> Exercise brief
From the entries below, output the line with "filename src/color.rs" and each following line up to and including the line with "pub const MALE_MARKER: Color32", exactly as written.

> Raw data
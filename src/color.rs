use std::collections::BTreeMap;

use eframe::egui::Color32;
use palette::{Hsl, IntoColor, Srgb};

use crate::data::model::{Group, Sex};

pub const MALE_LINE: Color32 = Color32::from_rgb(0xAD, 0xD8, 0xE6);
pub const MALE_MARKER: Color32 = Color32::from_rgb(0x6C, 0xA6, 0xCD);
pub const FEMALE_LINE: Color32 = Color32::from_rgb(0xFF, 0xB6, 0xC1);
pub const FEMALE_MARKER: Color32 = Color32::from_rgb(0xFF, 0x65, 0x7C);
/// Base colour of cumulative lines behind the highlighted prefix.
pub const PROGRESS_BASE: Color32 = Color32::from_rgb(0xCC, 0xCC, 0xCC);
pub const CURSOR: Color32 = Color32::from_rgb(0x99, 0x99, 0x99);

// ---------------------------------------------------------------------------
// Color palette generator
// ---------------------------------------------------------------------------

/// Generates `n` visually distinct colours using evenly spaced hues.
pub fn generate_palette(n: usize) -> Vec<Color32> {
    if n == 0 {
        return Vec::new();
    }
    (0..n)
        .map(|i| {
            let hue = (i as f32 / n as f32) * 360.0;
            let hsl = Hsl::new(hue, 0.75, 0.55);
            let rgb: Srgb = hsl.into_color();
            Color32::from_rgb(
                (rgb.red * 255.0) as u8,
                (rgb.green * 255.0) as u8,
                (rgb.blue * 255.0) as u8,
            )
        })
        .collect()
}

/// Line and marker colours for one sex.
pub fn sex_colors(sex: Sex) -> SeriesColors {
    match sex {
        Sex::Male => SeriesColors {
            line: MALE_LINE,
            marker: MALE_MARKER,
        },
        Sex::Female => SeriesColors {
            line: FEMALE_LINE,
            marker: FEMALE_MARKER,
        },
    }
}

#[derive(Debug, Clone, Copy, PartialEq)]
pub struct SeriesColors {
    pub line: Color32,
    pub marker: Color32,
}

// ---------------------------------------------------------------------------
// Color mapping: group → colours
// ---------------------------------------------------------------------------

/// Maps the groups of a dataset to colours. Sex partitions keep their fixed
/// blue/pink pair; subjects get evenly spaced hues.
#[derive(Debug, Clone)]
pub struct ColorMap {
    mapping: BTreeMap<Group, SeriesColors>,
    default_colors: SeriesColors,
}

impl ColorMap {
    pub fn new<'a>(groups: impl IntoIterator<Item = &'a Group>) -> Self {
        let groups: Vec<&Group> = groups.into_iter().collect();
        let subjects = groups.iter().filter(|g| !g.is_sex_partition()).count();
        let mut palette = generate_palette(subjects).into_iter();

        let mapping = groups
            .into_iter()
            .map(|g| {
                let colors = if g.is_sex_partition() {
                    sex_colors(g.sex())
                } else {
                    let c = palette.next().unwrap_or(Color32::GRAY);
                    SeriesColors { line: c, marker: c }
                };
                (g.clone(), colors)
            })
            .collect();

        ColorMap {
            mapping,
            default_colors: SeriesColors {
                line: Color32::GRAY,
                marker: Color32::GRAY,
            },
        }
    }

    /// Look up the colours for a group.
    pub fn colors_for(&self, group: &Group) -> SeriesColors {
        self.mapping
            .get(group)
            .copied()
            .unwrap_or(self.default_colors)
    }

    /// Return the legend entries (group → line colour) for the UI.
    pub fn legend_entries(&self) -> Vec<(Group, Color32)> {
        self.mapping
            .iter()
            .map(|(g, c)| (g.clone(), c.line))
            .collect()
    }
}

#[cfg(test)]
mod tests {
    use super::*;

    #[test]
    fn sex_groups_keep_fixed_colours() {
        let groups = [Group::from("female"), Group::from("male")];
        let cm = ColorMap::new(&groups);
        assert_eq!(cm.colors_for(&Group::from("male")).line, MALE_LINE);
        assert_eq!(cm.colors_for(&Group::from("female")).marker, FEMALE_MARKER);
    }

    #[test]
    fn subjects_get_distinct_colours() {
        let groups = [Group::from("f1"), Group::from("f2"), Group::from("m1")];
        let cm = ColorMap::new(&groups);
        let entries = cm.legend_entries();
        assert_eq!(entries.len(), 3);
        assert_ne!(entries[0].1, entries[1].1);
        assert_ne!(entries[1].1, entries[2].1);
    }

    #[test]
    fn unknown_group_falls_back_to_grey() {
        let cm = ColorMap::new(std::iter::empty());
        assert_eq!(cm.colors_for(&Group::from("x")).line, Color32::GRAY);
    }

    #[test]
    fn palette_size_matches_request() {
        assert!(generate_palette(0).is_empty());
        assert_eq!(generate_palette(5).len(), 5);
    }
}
---
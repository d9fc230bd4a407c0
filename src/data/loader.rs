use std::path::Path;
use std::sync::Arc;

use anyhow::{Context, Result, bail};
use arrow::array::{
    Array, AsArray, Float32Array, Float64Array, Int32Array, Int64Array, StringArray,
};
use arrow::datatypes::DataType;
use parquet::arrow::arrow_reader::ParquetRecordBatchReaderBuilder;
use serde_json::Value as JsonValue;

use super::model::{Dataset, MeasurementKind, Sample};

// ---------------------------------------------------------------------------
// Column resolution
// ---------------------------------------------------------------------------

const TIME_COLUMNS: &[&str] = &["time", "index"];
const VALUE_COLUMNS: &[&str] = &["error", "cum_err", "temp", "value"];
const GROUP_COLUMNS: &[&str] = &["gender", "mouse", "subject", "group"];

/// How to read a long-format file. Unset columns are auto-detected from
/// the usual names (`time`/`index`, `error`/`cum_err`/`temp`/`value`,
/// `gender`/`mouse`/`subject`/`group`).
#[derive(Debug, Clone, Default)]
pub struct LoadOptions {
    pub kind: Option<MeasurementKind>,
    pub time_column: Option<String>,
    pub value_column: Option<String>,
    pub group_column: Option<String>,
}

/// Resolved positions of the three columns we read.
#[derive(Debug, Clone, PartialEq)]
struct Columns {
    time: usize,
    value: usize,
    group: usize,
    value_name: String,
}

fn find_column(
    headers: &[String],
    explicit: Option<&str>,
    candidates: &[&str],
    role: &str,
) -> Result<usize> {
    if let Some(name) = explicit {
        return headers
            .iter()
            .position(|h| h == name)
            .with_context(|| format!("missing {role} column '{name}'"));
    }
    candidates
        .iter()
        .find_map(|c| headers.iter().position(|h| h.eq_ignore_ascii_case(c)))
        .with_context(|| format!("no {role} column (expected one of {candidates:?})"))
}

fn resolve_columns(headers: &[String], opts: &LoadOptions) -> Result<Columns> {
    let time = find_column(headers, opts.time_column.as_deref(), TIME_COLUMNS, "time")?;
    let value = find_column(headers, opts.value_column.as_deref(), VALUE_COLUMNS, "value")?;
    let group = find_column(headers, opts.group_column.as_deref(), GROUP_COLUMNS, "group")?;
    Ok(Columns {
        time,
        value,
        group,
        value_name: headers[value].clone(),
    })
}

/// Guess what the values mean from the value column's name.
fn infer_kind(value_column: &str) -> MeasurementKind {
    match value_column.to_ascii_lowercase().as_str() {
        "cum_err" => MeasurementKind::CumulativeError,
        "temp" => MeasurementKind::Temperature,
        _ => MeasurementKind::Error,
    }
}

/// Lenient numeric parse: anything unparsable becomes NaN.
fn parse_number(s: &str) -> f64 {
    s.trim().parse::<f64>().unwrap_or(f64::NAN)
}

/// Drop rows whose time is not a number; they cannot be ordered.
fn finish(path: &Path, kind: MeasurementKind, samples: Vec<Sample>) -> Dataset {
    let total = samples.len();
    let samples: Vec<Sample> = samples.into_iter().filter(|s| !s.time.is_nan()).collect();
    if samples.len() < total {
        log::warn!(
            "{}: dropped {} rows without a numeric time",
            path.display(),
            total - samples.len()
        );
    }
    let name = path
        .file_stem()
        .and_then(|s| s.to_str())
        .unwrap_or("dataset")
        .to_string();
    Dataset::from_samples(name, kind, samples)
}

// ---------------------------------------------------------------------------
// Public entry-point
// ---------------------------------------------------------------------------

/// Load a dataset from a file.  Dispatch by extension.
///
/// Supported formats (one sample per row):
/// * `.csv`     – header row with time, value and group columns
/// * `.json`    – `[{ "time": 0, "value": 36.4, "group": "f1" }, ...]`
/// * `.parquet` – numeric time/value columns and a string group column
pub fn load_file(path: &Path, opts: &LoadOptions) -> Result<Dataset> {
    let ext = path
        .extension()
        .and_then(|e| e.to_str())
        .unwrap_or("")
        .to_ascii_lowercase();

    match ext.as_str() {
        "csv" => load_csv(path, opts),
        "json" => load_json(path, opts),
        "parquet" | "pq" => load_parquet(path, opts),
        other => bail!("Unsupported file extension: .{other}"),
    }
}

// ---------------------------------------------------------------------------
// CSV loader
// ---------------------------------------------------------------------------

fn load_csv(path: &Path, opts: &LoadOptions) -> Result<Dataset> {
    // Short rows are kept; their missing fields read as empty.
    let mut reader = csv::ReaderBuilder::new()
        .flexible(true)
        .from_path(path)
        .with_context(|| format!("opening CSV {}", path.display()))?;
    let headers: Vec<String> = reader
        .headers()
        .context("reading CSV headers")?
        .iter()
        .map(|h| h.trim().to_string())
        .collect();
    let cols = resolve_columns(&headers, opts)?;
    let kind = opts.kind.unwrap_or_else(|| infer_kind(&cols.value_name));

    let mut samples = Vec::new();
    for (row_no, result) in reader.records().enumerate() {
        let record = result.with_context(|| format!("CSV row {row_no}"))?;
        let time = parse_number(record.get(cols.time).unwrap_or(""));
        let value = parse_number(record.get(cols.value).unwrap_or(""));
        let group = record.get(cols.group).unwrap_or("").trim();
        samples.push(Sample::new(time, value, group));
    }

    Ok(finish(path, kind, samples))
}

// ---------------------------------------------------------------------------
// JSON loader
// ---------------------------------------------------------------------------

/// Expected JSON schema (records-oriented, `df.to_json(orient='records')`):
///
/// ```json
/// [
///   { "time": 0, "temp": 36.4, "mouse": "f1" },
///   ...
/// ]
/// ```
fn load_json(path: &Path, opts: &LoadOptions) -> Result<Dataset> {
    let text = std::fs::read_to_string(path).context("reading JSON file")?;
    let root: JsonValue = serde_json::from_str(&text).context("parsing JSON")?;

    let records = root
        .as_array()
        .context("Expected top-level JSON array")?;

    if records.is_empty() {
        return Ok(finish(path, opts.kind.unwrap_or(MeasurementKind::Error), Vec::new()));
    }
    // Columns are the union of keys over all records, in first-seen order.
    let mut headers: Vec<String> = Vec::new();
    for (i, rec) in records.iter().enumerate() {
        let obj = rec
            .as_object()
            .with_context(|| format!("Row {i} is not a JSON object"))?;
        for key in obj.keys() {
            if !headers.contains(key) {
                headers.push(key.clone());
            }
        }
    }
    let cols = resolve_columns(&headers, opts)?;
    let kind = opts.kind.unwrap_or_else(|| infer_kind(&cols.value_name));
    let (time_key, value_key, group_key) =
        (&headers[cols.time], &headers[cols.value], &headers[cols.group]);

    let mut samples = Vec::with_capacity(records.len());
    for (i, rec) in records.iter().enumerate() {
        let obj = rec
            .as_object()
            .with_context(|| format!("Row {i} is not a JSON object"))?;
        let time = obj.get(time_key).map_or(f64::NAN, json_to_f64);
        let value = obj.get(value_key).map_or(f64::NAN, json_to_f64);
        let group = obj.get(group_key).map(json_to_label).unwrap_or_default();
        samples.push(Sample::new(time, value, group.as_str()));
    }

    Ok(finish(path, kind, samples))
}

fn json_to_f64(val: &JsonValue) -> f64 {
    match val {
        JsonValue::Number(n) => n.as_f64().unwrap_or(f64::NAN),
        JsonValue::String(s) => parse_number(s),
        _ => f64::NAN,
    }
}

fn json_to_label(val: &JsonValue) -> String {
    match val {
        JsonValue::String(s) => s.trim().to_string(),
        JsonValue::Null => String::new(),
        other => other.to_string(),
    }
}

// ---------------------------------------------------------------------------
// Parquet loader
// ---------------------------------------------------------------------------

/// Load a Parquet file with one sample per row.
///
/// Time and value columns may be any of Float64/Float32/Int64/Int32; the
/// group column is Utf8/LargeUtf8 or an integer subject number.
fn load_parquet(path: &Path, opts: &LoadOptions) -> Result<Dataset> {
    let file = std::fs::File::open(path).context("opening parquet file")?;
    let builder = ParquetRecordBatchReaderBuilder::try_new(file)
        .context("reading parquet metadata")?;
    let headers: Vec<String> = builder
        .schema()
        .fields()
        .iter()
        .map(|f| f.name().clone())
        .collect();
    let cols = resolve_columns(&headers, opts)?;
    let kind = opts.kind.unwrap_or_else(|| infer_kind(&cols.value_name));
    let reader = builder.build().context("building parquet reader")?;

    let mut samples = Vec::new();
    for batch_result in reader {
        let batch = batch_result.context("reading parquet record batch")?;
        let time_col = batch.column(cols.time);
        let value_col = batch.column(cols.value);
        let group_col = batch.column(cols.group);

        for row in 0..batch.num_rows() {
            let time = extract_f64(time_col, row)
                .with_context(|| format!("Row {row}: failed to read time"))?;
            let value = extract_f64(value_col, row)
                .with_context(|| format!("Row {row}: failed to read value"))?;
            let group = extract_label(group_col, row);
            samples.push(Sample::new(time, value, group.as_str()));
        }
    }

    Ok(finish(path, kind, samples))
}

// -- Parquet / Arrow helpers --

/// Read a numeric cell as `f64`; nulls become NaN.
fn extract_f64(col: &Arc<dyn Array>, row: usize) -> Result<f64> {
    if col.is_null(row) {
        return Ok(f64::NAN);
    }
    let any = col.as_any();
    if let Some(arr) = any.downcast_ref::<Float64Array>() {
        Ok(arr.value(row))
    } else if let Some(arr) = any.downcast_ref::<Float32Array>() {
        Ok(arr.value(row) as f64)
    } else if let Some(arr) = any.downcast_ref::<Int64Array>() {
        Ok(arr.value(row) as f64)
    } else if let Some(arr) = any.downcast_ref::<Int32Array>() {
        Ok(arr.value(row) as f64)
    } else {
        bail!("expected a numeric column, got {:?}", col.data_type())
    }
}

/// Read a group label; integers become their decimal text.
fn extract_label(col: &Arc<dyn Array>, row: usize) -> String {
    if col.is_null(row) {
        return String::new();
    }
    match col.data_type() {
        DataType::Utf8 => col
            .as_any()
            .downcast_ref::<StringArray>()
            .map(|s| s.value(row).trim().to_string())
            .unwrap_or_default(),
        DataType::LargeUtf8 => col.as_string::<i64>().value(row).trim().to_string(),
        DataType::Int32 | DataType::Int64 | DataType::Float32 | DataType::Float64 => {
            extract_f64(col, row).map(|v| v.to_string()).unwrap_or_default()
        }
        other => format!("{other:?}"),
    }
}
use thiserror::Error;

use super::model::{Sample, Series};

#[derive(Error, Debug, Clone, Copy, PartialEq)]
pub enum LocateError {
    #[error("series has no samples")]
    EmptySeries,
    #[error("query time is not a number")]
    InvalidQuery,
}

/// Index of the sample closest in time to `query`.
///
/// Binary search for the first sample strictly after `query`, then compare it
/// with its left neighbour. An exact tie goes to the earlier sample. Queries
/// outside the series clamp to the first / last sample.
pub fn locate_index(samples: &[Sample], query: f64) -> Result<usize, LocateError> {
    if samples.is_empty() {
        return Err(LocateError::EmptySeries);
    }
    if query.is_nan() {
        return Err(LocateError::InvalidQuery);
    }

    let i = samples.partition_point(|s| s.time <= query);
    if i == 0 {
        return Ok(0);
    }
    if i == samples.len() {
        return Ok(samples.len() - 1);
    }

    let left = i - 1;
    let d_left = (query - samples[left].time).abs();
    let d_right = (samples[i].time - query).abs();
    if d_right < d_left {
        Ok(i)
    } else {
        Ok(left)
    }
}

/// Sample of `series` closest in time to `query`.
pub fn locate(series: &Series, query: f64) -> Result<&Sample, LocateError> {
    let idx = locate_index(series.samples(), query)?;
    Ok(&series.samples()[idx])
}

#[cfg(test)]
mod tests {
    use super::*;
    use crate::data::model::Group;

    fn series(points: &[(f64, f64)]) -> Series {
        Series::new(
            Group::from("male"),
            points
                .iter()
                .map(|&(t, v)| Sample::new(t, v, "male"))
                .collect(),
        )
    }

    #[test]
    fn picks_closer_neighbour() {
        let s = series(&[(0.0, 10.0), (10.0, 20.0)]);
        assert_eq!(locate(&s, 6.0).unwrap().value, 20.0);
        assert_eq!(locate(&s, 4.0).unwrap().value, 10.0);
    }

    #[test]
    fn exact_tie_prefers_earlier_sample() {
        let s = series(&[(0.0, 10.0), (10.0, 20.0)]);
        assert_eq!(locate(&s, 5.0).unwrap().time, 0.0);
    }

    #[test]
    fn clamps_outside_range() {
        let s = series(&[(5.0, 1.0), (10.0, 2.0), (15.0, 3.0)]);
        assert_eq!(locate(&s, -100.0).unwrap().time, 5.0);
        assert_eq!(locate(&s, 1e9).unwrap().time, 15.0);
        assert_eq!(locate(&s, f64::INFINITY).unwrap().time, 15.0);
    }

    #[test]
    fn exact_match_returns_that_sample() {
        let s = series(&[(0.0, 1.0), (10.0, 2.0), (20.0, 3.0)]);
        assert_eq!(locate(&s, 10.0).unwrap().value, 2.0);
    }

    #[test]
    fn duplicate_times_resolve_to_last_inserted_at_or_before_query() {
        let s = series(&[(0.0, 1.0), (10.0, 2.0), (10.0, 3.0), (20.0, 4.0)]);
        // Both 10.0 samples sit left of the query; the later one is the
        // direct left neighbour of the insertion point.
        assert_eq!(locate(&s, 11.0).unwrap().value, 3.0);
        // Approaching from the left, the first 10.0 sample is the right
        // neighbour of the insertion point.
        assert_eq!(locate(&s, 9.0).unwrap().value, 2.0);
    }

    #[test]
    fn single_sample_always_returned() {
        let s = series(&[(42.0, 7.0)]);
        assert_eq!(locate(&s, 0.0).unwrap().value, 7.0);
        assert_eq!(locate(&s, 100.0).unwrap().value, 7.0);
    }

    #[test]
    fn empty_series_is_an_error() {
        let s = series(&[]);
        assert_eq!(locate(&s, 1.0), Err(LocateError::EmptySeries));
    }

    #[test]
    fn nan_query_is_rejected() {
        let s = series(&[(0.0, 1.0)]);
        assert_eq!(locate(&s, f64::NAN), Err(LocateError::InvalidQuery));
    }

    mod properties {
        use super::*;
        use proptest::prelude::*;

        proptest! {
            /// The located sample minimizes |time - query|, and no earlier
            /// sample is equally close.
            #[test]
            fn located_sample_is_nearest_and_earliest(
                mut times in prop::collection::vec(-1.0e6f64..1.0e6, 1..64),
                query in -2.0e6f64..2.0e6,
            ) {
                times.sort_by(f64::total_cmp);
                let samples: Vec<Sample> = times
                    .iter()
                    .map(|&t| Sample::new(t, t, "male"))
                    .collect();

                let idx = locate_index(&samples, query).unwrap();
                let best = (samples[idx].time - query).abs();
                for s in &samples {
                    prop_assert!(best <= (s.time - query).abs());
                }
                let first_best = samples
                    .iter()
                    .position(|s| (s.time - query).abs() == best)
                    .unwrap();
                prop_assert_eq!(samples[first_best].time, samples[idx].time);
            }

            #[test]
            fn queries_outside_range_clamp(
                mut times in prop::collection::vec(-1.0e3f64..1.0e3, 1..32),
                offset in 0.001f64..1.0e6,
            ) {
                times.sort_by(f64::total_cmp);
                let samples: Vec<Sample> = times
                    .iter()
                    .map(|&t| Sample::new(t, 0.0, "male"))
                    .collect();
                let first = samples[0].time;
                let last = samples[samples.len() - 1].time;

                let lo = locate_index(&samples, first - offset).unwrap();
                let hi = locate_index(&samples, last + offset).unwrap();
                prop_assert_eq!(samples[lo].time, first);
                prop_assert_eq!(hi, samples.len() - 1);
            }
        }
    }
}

> Your response
filename src/color.rs
use std::collections::BTreeMap;

use eframe::egui::Color32;
use palette::{Hsl, IntoColor, Srgb};

use crate::data::model::{Group, Sex};

pub const MALE_LINE: Color32 = Color32::from_rgb(0xAD, 0xD8, 0xE6);
pub const MALE_MARKER: Color32 = Color32::from_rgb(0x6C, 0xA6, 0xCD);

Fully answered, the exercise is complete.